Compare actual application to the application chart
One of the surprising things we found doing uniformity can tests and flow testing is about two-thirds of systems evaluated applied less water than they were designed for. Accurate applications are dependent upon measurements of water flow to the distribution system and control of the pivot or traveler’s speed.
By timing a complete run of a circle and comparing to the system application chart, you can identify problems. The center pivot percent timer tends to be less accurate at low settings (below 10 percent). With larger systems being installed, and the switch to high-speed pivot drives, many irrigation applications are at these lower settings.
Check irrigation controls
Test the function of all the major control and interlock systems. Check center pivot end gun switches, stop-in slot or park, cornering arm valve controls and pump interlock systems.
Pivots that make partial circles often use stop barricades at the edge of the water area. Check stops for integrity, making sure the height is still appropriate for the machine’s turnoff mechanism. Newer style stop barricades are designed to catch and spin the tire against the barricade, allowing the last tower safety timer to shut the pivot down as a backup safety system. Tire skid marks on the barricade indicates the primary stop switch has failed and needs replacing.
Make the most of irrigated fields yield maps
GPS yield mapping has tremendous potential for improving irrigation design, maintenance and management. If you had a period of drought this summer, the yield data and map will have even greater importance. Normal rainfall will mask many of the irrigation issues in most years.

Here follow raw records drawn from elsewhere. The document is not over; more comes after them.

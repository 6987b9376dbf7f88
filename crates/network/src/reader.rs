//! Recursive reader for MESA network files

// standard library
use std::fs::File;
use std::io::{BufRead, BufReader};
use std::path::{Path, PathBuf};

// external crates
use log::{debug, info, trace, warn};

// internal modules
use crate::isotopes::Isotopes;
use crate::legacy::legacy_network;
use crate::parsers::{classify, line_kind, split_species, Line};

/// Standard extension of network files
const EXTENSION: &str = ".net";

/// Prefix of old network names that may be missing the `mesa_` separator
const MESA_PREFIX: &str = "mesa";

/// Marker for names describing the `approx21` network plus extra isotopes
const COMPOUND_MARKER: &str = "approx21";

/// Segment joining the parts of a compound name
const COMPOUND_JOIN: &str = "plus";

/// Read a network file and merge its species into `isotopes`
///
/// The `name` is looked up in `dir`, with the `.net` extension added when
/// missing. Included files are read from the same directory.
///
/// This never fails. A missing file is logged and `isotopes` is handed back
/// as it was, so anything from earlier reads is kept.
///
/// Note that the result may contain an empty symbol for unrecognised records.
/// Use [analyse_network()](crate::analyse_network) for a cleaned up
/// [Network](crate::Network).
///
/// ```rust
/// # use nucnet_network::{read_network, Isotopes};
/// // Legacy networks never touch the file system
/// let isotopes = read_network(Isotopes::new(), "/no/such/dir", "approx21");
/// assert_eq!(isotopes.get("cr"), Some(&[48, 56][..]));
/// ```
pub fn read_network<P: AsRef<Path>>(isotopes: Isotopes, dir: P, name: &str) -> Isotopes {
    Reader::new(dir).read(isotopes, name)
}

/// Reader for a directory of network files
///
/// Keeps track of the chain of files currently being read so that a file
/// which includes itself, directly or not, is only read once.
#[derive(Debug)]
pub struct Reader {
    dir: PathBuf,
    chain: Vec<PathBuf>,
}

impl Reader {
    /// Create a new reader for network files in `dir`
    pub fn new<P: AsRef<Path>>(dir: P) -> Self {
        Self {
            dir: dir.as_ref().to_path_buf(),
            chain: Vec::new(),
        }
    }

    /// Directory searched for network files
    pub fn dir(&self) -> &Path {
        &self.dir
    }

    /// Read the network `name` and merge the results into `isotopes`
    pub fn read(&mut self, mut isotopes: Isotopes, name: &str) -> Isotopes {
        let name = with_extension(name);

        if let Some(species) = legacy_network(&name) {
            debug!("Using frozen definition for {name}");
            for (symbol, values) in species {
                isotopes.merge(*symbol, values.iter().copied());
            }
            return isotopes;
        }

        let Some(name) = self.resolve(&name) else {
            return isotopes;
        };

        if let Some(base) = compound_base(&name) {
            return self.read_compound(isotopes, base, &name);
        }

        self.read_file(isotopes, &name)
    }

    /// Find the file name that exists, allowing for one correction
    fn resolve(&self, name: &str) -> Option<String> {
        if self.dir.join(name).is_file() {
            return Some(name.to_string());
        }

        if let Some(rest) = name.strip_prefix(MESA_PREFIX) {
            let corrected = format!("{MESA_PREFIX}_{rest}");
            if self.dir.join(&corrected).is_file() {
                info!("Requested network {name} is missing, using {corrected} instead");
                return Some(corrected);
            }
        }

        warn!("Requested network {name} is missing");
        None
    }

    /// Base network plus extra isotopes described by the name alone
    ///
    /// e.g. `approx21_cr60_plus_co56.net`
    fn read_compound(&mut self, isotopes: Isotopes, base: &str, name: &str) -> Isotopes {
        debug!("Reading compound network {name} on top of {base}");
        let mut isotopes = self.read(isotopes, base);

        for segment in name.split('_').skip(1) {
            if segment == COMPOUND_JOIN {
                continue;
            } else if segment.len() > 3 {
                let segment = segment.strip_suffix(EXTENSION).unwrap_or(segment);
                isotopes.merge_record(classify(segment));
            }
        }

        isotopes
    }

    /// Scan the lines of a network file
    fn read_file(&mut self, mut isotopes: Isotopes, name: &str) -> Isotopes {
        let path = self.dir.join(name);
        let key = path.canonicalize().unwrap_or_else(|_| path.clone());

        if self.chain.contains(&key) {
            warn!("Skipping cyclic include of {name}");
            return isotopes;
        }

        let file = match File::open(&path) {
            Ok(file) => file,
            Err(e) => {
                warn!("Unable to open network {name}: {e}");
                return isotopes;
            }
        };

        info!("Reading {name}");
        self.chain.push(key);

        let mut header_seen = false;
        for (n, line) in BufReader::new(file).lines().enumerate() {
            let line = match line {
                Ok(line) => line,
                Err(e) => {
                    warn!("Stopped reading {name} at line {}: {e}", n + 1);
                    break;
                }
            };

            match line_kind(&line, header_seen) {
                Line::Blank | Line::Comment => continue,
                Line::Include(Some(target)) => {
                    debug!("{name}:{} include {target}", n + 1);
                    isotopes = self.read(isotopes, target);
                }
                Line::Include(None) => {
                    warn!("{name}:{} include without a file name", n + 1);
                }
                Line::AddIso(argument) => {
                    debug!("{name}:{} add_iso({argument})", n + 1);
                    isotopes.merge_record(classify(argument));
                    break;
                }
                Line::AddIsos(arguments) => {
                    debug!("{name}:{} add_isos({arguments})", n + 1);
                    for species in split_species(arguments) {
                        isotopes.merge_record(classify(species));
                    }
                    break;
                }
                Line::Header => {
                    trace!("{name}:{} skipped block header", n + 1);
                    header_seen = true;
                }
                Line::BlockEnd => {
                    trace!("{name}:{} end of block", n + 1);
                    break;
                }
                Line::Record(text) => {
                    let record = classify(text);
                    if record.is_unrecognised() {
                        trace!("{name}:{} unrecognised record {text:?}", n + 1);
                    }
                    isotopes.merge_record(record);
                }
            }
        }

        self.chain.pop();
        isotopes
    }
}

/// Base network of a compound name, e.g. `approx21` for `approx21_plus_co56.net`
///
/// A name without a `_` separator has no base and is read as a plain file.
/// The base is always shorter than the name, so reading it cannot lead back
/// to the same compound name.
fn compound_base(name: &str) -> Option<&str> {
    if !name.contains(COMPOUND_MARKER) {
        return None;
    }
    name.split_once('_').map(|(base, _)| base)
}

/// Append the standard extension if missing
fn with_extension(name: &str) -> String {
    if name.ends_with(EXTENSION) {
        name.to_string()
    } else {
        format!("{name}{EXTENSION}")
    }
}

#[cfg(test)]
mod tests {
    use super::*;

    #[test]
    fn extension_added_once() {
        assert_eq!(with_extension("approx21"), "approx21.net");
        assert_eq!(with_extension("approx21.net"), "approx21.net");
        assert_eq!(with_extension("mesa_80"), "mesa_80.net");
    }

    #[test]
    fn compound_base_needs_separator() {
        assert_eq!(compound_base("approx21_plus_co56.net"), Some("approx21"));
        assert_eq!(compound_base("approx21cr60_plus_co56.net"), Some("approx21cr60"));
        assert_eq!(compound_base("approx21x.net"), None);
        assert_eq!(compound_base("mesa_80.net"), None);
    }

    #[test]
    fn legacy_merges_into_existing() {
        let mut isotopes = Isotopes::new();
        isotopes.merge("fe", [60]);
        isotopes.merge("co", [56]);

        let isotopes = read_network(isotopes, "/no/such/dir", "approx19.net");
        assert_eq!(isotopes.get("fe"), Some(&[60, 52, 54][..]));
        assert_eq!(isotopes.get("co"), Some(&[56][..]));
        assert_eq!(isotopes.len(), 17);
    }

    #[test]
    fn missing_file_returns_input() {
        let mut isotopes = Isotopes::new();
        isotopes.merge("h", [1]);

        let result = read_network(isotopes.clone(), "/no/such/dir", "mesa80");
        assert_eq!(result, isotopes);
    }
}
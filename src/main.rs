//! Command line tool for inspecting MESA nuclear networks
//!
//! Prints the species of a network as JSON, and can optionally write the
//! occupancy grid over the chart of nuclides for plotting elsewhere.

// standard library
use std::path::{Path, PathBuf};

// external crates
use clap::{ArgAction, Parser};
use log::{error, info};

// nucnet crates
use nucnet::chart::{build_chart, Chart, NuclideTable, SymbolTable};
use nucnet::network::{analyse_network, NetworkSource};

/// Read a MESA nuclear network and map it onto the chart of nuclides
#[derive(Parser, Debug)]
#[command(version, about, arg_required_else_help(true))]
struct Cli {
    /// Network name, with or without the .net extension
    network: String,

    /// Directory containing the network files [default: current directory]
    #[arg(short, long, value_name = "path")]
    #[arg(conflicts_with = "mesa")]
    dir: Option<PathBuf>,

    /// Search the $MESA_DIR installation tree
    #[arg(short, long)]
    mesa: bool,

    /// Symbol table CSV with Symbol and AtomicNumber columns
    #[arg(long, value_name = "path")]
    symbols: Option<PathBuf>,

    /// Chart of nuclides CSV with z and n columns
    #[arg(long, value_name = "path")]
    nuclides: Option<PathBuf>,

    /// Number of grid rows (proton axis)
    #[arg(long, default_value_t = 200)]
    rows: usize,

    /// Number of grid columns (neutron axis)
    #[arg(long, default_value_t = 200)]
    cols: usize,

    /// Write the occupancy grid as CSV
    #[arg(long, value_name = "path", requires = "nuclides")]
    grid: Option<PathBuf>,

    /// Verbose logging (-v, -vv)
    #[arg(short, long, action = ArgAction::Count)]
    verbose: u8,

    /// Suppress all log output
    #[arg(short, long)]
    quiet: bool,
}

impl Cli {
    fn source(&self) -> NetworkSource {
        match (&self.dir, self.mesa) {
            (_, true) => NetworkSource::Mesa,
            (Some(dir), false) => NetworkSource::Directory(dir.clone()),
            (None, false) => NetworkSource::CurrentDir,
        }
    }
}

fn main() {
    let cli = Cli::parse();

    if let Err(e) = run(cli) {
        error!("{e}");
        std::process::exit(1);
    }
}

fn run(cli: Cli) -> Result<(), Box<dyn std::error::Error>> {
    stderrlog::new()
        .modules(["nucnet", "nucnet_network", "nucnet_chart"])
        .quiet(cli.quiet)
        .verbosity(cli.verbose as usize + 2)
        .init()?;

    let network = analyse_network(&cli.network, &cli.source())?;
    println!("{}", serde_json::to_string_pretty(&network)?);

    let Some(nuclides) = &cli.nuclides else {
        return Ok(());
    };

    let nuclides = NuclideTable::from_csv(nuclides)?;
    let chart = match &cli.symbols {
        Some(path) => {
            let symbols = SymbolTable::from_csv(path)?;
            build_chart(&network.isotopes, &symbols, &nuclides, cli.rows, cli.cols)?
        }
        None => build_chart(
            &network.isotopes,
            SymbolTable::builtin(),
            &nuclides,
            cli.rows,
            cli.cols,
        )?,
    };

    summarise(&chart);

    if let Some(path) = &cli.grid {
        write_grid(&chart, path)?;
    }

    Ok(())
}

fn summarise(chart: &Chart) {
    if let Some(b) = chart.bounds {
        info!("Proton range  {} - {}", b.min_z, b.max_z);
        info!("Neutron range {} - {}", b.min_n, b.max_n);
    }
    for label in &chart.labels {
        info!("  {:<4} z={:<4} n={}", label.text, label.z, label.n);
    }
}

/// One line per proton number, one value per neutron number
fn write_grid(chart: &Chart, path: &Path) -> Result<(), Box<dyn std::error::Error>> {
    let mut writer = csv::WriterBuilder::new()
        .has_headers(false)
        .from_path(path)?;

    for row in chart.grid.rows_of_values() {
        writer.write_record(row.iter().map(|v| v.to_string()))?;
    }
    writer.flush()?;

    info!("Grid written to {}", path.display());
    Ok(())
}
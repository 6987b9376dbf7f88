//! Accumulator for element symbols and their mass numbers

// external crates
use indexmap::map::Iter;
use indexmap::IndexMap;
use log::trace;
use serde::Serialize;

// internal modules
use crate::parsers::Record;

/// Ordered collection of element symbols and isotope mass numbers
///
/// Symbols are kept in the order they were first seen, and every mass number
/// is kept in the order it was read. Nothing is ever overwritten or
/// deduplicated, so merging the same species twice lists it twice.
///
/// ```rust
/// # use nucnet_network::Isotopes;
/// let mut isotopes = Isotopes::new();
/// isotopes.merge("fe", [52, 54]);
/// isotopes.merge("fe", [56]);
/// isotopes.merge("neut", []);
///
/// assert_eq!(isotopes.get("fe"), Some(&[52, 54, 56][..]));
/// assert_eq!(isotopes.get("neut"), Some(&[][..]));
/// assert_eq!(isotopes.len(), 2);
/// ```
#[derive(Debug, Default, Clone, PartialEq, Eq, Serialize)]
#[serde(transparent)]
pub struct Isotopes(IndexMap<String, Vec<u32>>);

impl Isotopes {
    /// Create an empty collection
    pub fn new() -> Self {
        Self::default()
    }

    /// Add mass numbers for a symbol
    ///
    /// An unknown symbol is inserted with the values given, even if there are
    /// none. A known symbol has the values appended to its existing list.
    pub fn merge<S, I>(&mut self, symbol: S, values: I)
    where
        S: Into<String>,
        I: IntoIterator<Item = u32>,
    {
        let symbol = symbol.into();
        let values = values.into_iter();
        trace!("merge {symbol:?}");
        self.0.entry(symbol).or_default().extend(values);
    }

    /// Merge a classified record
    pub(crate) fn merge_record(&mut self, record: Record) {
        self.merge(record.symbol, record.isotopes);
    }

    /// Mass numbers listed for a symbol, if present
    pub fn get(&self, symbol: &str) -> Option<&[u32]> {
        self.0.get(symbol).map(|v| v.as_slice())
    }

    /// Check if a symbol is present
    pub fn contains(&self, symbol: &str) -> bool {
        self.0.contains_key(symbol)
    }

    /// Number of element symbols
    pub fn len(&self) -> usize {
        self.0.len()
    }

    /// True when no symbols have been merged
    pub fn is_empty(&self) -> bool {
        self.0.is_empty()
    }

    /// Total number of species, counting placeholders like `neut` once
    ///
    /// ```rust
    /// # use nucnet_network::Isotopes;
    /// let mut isotopes = Isotopes::new();
    /// isotopes.merge("neut", []);
    /// isotopes.merge("he", [3, 4]);
    /// assert_eq!(isotopes.species_count(), 3);
    /// ```
    pub fn species_count(&self) -> usize {
        self.0.values().map(|v| v.len().max(1)).sum()
    }

    /// Iterate over `(symbol, mass numbers)` in insertion order
    pub fn iter(&self) -> Iter<'_, String, Vec<u32>> {
        self.0.iter()
    }

    /// Element symbols in insertion order
    pub fn symbols(&self) -> impl Iterator<Item = &str> {
        self.0.keys().map(|k| k.as_str())
    }

    /// Drop the empty symbol left behind by unrecognised records
    pub(crate) fn remove_unrecognised(&mut self) {
        if self.0.shift_remove("").is_some() {
            trace!("removed entry for unrecognised records");
        }
    }
}

impl<'a> IntoIterator for &'a Isotopes {
    type Item = (&'a String, &'a Vec<u32>);
    type IntoIter = Iter<'a, String, Vec<u32>>;

    fn into_iter(self) -> Self::IntoIter {
        self.iter()
    }
}

impl<S: Into<String>> FromIterator<(S, Vec<u32>)> for Isotopes {
    fn from_iter<T: IntoIterator<Item = (S, Vec<u32>)>>(iter: T) -> Self {
        let mut isotopes = Isotopes::new();
        for (symbol, values) in iter {
            isotopes.merge(symbol, values);
        }
        isotopes
    }
}

#[cfg(test)]
mod tests {
    use super::*;

    #[test]
    fn merge_appends_without_deduplication() {
        let mut isotopes = Isotopes::new();
        isotopes.merge("fe", [56]);
        isotopes.merge("fe", [56]);
        assert_eq!(isotopes.get("fe"), Some(&[56, 56][..]));
    }

    #[test]
    fn merge_keeps_first_insertion_order() {
        let mut isotopes = Isotopes::new();
        isotopes.merge("h", [1]);
        isotopes.merge("he", [4]);
        isotopes.merge("h", [2]);

        let symbols: Vec<&str> = isotopes.symbols().collect();
        assert_eq!(symbols, vec!["h", "he"]);
        assert_eq!(isotopes.get("h"), Some(&[1, 2][..]));
    }

    #[test]
    fn remove_unrecognised_keeps_order() {
        let mut isotopes = Isotopes::new();
        isotopes.merge("h", [1]);
        isotopes.merge("", []);
        isotopes.merge("c", [12]);
        isotopes.remove_unrecognised();

        assert!(!isotopes.contains(""));
        let symbols: Vec<&str> = isotopes.symbols().collect();
        assert_eq!(symbols, vec!["h", "c"]);
    }
}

Make a special effort to calibrate your yield sensor before harvesting irrigated fields and save the data back to a safe place before shutting the yield monitoring system down at the end of the day. Note areas in the field that have significant low or highs yields at harvesting and look for any obvious explanation while still in the field.
After harvest, find the GPS locations of center points of pivots, wheel paths or traveler lanes and double-watered areas. Most mapping programs will allow you to draw in the pivot point and pivot wheel rings allowing you to compare yield under each span.
If you do not enjoy the computer part of yield mapping, consider paying one of many services or consultants to help you. Finding irrigation equipment design or malfunctions can have a long-lasting benefit. A beginning step is to compare an aerial photo where you can identify the irrigation system with the yield map and see what jumps out at you.
Check your irrigated and non-irrigated yields
Now is the time to lay out the plan for future irrigation investments. Due to higher input costs, it is harder to survive a drought year without irrigation. Gather the data needed to decide where future irrigation investments are warranted.
Review the repair and needed improvement list and consider buying new
In most situations, the cost of needed repairs and improvements are small compared to the price of a new system. For systems covering large acreage or on crops of great importance, it may be better to replace them before a mid-summer catastrophe. Often, the old equipment is recycled into a few small field or dry corner machines if they still have useable life left.